(Work instruction) Across the records below, how many lines include the string "super"? State the number and nothing more.

(Material shown)
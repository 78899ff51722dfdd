//! # Request Instrumentation
//!
//! Decorator around any [`Transport`] that reports the lifecycle of every
//! call: start (progress reset + busy), download progress, and completion
//! (timing, busy cleared). It has no endpoint-specific knowledge.
//!
//! ```text
//! CatalogClient ──► InstrumentedTransport ──► HttpTransport ──► catalog
//!                          │
//!                          ▼
//!                 RequestObserver(s)  (progress bar, cursor, SSE)
//! ```

use async_trait::async_trait;
use chrono::{DateTime, Utc};
use serde::Serialize;
use std::sync::atomic::{AtomicU64, Ordering};
use std::sync::Arc;
use std::time::Instant;

use super::error::ApiError;
use super::transport::{ApiRequest, ApiResponse, Method, ProgressFn, Transport, TransferProgress};

/// Lifecycle phase of an instrumented call
#[derive(Debug, Clone, PartialEq, Eq, Serialize)]
#[serde(tag = "type", rename_all = "snake_case")]
pub enum RequestEventKind {
    /// Call is about to be sent
    Started { method: Method, path: String },
    /// Bytes arrived; `percent` is 100 when the size is unknown
    Progress { percent: u8 },
    /// Call completed with a success status
    Finished { status: u16, elapsed_ms: u64 },
    /// Call failed; the error is propagated to the caller unchanged
    Failed { error: String, elapsed_ms: u64 },
}

/// An event emitted by the instrumentation layer
#[derive(Debug, Clone, Serialize)]
pub struct RequestEvent {
    pub request_id: u64,
    pub timestamp: DateTime<Utc>,
    #[serde(flatten)]
    pub kind: RequestEventKind,
}

/// Receives instrumentation events
pub trait RequestObserver: Send + Sync {
    fn on_event(&self, event: &RequestEvent);
}

/// Percent shown for a progress notification.
///
/// Unknown (or zero) totals are reported as 100.
pub fn progress_percent(progress: TransferProgress) -> u8 {
    match progress.total {
        Some(total) if total > 0 => {
            let percent = (progress.loaded as f64 / total as f64 * 100.0).round();
            percent.clamp(0.0, 100.0) as u8
        }
        _ => 100,
    }
}

/// Wraps a transport with timing, progress and busy reporting
pub struct InstrumentedTransport<T> {
    inner: T,
    observers: Vec<Arc<dyn RequestObserver>>,
    next_id: AtomicU64,
}

impl<T: Transport> InstrumentedTransport<T> {
    pub fn new(inner: T) -> Self {
        Self {
            inner,
            observers: Vec::new(),
            next_id: AtomicU64::new(0),
        }
    }

    /// Register an additional observer
    pub fn with_observer(mut self, observer: Arc<dyn RequestObserver>) -> Self {
        self.observers.push(observer);
        self
    }

    fn emit(&self, request_id: u64, kind: RequestEventKind) {
        let event = RequestEvent {
            request_id,
            timestamp: Utc::now(),
            kind,
        };
        for observer in &self.observers {
            observer.on_event(&event);
        }
    }
}

#[async_trait]
impl<T: Transport> Transport for InstrumentedTransport<T> {
    async fn send(
        &self,
        request: ApiRequest,
        on_progress: &ProgressFn<'_>,
    ) -> Result<ApiResponse, ApiError> {
        let request_id = self.next_id.fetch_add(1, Ordering::Relaxed) + 1;
        let method = request.method;
        let path = request.path.clone();

        tracing::info!(request_id, %method, path = %path, "Request started");
        let start = Instant::now();
        self.emit(request_id, RequestEventKind::Started { method, path });

        let report = |progress: TransferProgress| {
            let percent = progress_percent(progress);
            tracing::trace!(
                request_id,
                loaded = progress.loaded,
                total = ?progress.total,
                percent,
                "Download progress"
            );
            self.emit(request_id, RequestEventKind::Progress { percent });
            on_progress(progress);
        };

        let result = self.inner.send(request, &report).await;
        let elapsed_ms = start.elapsed().as_millis() as u64;

        match &result {
            Ok(response) => {
                tracing::info!(request_id, elapsed_ms, "Response received in {}ms", elapsed_ms);
                self.emit(
                    request_id,
                    RequestEventKind::Finished {
                        status: response.status,
                        elapsed_ms,
                    },
                );
            }
            Err(e) => {
                tracing::error!(request_id, elapsed_ms, error = %e, "Request failed");
                self.emit(
                    request_id,
                    RequestEventKind::Failed {
                        error: e.to_string(),
                        elapsed_ms,
                    },
                );
            }
        }

        result
    }
}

(Answer to this exercise) 2